Select every line below containing the word "pair".

Dataset records

= = =

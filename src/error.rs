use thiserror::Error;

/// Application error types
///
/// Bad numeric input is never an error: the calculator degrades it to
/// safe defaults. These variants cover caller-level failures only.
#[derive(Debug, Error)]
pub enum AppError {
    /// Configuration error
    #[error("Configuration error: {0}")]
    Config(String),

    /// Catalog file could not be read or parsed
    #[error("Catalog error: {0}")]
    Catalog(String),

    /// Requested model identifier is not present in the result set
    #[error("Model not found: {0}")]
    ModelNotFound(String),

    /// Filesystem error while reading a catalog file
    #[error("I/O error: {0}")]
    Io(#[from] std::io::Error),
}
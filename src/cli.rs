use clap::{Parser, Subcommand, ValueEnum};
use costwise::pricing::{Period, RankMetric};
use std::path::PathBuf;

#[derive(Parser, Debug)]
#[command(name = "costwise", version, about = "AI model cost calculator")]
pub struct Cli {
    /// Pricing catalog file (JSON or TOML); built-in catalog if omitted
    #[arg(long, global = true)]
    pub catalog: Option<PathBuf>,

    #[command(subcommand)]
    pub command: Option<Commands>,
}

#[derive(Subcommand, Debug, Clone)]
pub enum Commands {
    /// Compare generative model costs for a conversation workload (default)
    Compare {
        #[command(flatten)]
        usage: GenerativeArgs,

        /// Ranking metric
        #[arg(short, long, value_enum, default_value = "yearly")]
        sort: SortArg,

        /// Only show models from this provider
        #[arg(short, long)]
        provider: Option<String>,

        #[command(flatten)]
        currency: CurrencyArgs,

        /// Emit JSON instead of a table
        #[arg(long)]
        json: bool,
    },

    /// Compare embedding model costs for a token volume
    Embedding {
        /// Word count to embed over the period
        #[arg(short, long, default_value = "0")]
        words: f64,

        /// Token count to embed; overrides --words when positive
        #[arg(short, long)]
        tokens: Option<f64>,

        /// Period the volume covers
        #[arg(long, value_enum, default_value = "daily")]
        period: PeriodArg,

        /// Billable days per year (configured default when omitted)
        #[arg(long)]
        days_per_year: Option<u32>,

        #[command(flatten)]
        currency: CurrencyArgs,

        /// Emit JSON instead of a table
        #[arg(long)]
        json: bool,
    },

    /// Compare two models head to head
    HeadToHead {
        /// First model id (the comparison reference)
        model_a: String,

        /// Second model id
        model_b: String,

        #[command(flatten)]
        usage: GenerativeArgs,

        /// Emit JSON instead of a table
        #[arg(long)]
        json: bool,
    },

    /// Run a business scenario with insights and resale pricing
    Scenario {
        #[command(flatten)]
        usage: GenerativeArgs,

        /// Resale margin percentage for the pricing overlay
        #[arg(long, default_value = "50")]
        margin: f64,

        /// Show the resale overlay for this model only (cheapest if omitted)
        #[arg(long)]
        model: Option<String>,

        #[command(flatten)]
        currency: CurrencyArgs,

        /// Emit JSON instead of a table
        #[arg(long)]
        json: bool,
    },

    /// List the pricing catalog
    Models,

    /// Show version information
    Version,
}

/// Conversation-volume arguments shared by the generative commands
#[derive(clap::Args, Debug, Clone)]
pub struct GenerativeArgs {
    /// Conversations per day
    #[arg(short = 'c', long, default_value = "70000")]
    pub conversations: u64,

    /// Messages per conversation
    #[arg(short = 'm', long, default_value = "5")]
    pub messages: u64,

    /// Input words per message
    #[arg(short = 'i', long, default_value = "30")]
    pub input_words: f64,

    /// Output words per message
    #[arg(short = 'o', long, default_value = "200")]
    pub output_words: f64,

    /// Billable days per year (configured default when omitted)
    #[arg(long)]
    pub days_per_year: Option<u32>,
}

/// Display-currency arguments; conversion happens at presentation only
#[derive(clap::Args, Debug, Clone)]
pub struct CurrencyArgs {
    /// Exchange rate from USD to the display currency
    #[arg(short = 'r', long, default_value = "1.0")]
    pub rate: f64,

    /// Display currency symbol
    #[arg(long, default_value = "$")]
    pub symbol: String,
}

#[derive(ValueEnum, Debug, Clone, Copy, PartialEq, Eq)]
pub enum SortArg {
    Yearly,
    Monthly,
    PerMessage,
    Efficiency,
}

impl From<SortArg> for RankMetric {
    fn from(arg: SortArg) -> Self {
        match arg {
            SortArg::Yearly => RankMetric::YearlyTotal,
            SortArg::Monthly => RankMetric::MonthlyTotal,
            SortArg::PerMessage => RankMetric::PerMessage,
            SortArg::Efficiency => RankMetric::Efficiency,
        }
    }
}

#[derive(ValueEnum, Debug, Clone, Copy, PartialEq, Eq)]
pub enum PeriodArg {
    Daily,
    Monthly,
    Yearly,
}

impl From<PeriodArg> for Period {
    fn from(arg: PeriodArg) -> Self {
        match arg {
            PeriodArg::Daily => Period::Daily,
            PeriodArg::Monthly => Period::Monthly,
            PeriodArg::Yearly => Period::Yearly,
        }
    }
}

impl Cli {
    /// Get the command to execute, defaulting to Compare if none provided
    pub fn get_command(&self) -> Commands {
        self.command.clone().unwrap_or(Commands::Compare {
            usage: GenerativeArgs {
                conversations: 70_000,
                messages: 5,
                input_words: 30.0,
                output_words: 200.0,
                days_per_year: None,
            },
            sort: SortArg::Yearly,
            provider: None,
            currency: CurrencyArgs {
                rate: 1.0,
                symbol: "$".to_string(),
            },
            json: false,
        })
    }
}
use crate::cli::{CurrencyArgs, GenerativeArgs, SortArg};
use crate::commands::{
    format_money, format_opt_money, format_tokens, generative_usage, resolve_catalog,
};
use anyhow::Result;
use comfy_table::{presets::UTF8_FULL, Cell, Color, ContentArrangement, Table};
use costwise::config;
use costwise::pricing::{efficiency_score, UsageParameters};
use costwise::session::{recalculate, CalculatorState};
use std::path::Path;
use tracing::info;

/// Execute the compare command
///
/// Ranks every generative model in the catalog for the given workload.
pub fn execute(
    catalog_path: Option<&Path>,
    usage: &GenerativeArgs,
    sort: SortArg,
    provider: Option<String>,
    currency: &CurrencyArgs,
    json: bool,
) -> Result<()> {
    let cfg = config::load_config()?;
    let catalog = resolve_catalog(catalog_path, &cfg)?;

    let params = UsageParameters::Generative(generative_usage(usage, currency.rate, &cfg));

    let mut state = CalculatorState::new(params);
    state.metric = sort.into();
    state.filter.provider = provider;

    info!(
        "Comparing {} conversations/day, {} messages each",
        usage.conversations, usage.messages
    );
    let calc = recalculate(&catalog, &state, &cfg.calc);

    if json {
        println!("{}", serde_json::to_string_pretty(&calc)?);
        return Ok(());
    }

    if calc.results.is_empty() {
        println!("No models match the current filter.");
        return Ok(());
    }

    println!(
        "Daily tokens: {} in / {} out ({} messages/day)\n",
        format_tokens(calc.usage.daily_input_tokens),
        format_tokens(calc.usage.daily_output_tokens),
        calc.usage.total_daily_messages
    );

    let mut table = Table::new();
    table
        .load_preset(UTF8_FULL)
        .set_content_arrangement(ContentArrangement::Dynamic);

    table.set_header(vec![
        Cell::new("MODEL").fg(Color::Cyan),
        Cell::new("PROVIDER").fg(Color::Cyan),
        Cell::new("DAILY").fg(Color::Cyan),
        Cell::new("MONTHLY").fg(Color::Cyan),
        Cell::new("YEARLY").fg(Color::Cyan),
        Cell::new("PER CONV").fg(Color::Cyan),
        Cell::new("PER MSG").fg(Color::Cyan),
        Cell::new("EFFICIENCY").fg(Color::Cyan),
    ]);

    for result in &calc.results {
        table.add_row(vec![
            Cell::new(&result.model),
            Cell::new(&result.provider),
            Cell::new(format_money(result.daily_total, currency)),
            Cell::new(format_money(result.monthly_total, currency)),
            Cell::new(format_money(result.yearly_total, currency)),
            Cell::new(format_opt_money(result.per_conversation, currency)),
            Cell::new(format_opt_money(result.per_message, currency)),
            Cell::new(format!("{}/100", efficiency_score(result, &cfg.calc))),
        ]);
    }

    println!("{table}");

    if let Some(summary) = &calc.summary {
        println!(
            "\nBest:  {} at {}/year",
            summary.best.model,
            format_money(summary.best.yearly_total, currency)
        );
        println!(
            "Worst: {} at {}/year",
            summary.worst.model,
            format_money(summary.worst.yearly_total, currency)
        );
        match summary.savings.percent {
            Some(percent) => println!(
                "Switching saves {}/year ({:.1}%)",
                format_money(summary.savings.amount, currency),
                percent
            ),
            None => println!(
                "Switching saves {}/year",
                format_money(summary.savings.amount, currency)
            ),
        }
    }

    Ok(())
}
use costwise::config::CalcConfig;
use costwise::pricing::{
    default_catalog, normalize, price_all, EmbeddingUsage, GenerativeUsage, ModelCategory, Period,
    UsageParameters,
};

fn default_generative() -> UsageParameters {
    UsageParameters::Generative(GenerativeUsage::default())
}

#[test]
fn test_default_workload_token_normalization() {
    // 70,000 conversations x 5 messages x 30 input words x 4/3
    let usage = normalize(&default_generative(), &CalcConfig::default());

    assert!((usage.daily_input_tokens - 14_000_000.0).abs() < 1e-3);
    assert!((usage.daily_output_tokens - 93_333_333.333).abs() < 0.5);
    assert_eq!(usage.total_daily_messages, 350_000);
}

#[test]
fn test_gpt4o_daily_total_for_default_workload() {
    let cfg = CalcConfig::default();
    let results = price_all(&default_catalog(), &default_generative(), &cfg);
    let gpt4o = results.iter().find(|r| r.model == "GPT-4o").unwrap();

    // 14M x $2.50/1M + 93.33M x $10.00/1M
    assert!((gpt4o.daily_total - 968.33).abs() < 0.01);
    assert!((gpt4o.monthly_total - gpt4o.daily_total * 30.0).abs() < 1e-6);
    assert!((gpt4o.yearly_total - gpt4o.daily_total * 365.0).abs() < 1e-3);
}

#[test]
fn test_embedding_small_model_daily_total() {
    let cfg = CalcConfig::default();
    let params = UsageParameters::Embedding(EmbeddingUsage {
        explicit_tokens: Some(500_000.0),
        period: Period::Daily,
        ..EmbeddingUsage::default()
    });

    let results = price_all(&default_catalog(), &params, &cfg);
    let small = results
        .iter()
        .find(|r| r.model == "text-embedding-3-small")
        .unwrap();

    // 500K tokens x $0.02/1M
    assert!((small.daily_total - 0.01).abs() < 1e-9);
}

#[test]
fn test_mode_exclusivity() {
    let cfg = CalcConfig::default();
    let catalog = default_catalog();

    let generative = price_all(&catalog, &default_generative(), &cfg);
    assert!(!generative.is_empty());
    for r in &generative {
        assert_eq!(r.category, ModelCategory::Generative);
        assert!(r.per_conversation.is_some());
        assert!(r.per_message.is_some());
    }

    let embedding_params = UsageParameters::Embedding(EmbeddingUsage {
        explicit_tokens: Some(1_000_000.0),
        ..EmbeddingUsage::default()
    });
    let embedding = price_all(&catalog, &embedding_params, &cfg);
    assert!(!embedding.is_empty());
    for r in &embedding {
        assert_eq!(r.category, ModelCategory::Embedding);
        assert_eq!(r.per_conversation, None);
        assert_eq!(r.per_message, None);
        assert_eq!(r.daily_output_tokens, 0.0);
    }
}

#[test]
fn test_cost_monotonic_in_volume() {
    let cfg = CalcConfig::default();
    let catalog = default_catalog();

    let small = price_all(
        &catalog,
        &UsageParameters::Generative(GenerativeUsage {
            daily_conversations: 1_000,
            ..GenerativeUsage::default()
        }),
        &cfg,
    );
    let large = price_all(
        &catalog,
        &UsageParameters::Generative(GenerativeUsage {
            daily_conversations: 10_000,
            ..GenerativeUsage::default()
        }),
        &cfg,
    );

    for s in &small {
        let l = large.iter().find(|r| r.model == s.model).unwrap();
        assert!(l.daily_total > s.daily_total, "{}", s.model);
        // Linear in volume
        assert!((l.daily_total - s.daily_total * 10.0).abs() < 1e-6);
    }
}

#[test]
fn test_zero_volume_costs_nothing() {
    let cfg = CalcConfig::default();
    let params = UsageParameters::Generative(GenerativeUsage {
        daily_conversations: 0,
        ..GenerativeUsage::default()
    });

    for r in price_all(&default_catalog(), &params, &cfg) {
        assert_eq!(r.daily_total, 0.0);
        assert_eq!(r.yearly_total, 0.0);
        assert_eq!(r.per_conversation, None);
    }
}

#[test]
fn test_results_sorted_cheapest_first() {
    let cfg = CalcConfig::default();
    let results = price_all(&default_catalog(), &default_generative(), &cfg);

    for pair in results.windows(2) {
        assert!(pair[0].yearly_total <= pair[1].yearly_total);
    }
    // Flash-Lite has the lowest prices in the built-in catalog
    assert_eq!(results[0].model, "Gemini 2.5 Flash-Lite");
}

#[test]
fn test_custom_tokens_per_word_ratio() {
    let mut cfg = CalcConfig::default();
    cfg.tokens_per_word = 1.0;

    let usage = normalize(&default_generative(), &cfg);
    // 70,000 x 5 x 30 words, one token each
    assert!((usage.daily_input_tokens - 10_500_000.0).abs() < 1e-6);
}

= = =

__Response__:
    for pair in results.windows(2) {
        assert!(pair[0].yearly_total <= pair[1].yearly_total);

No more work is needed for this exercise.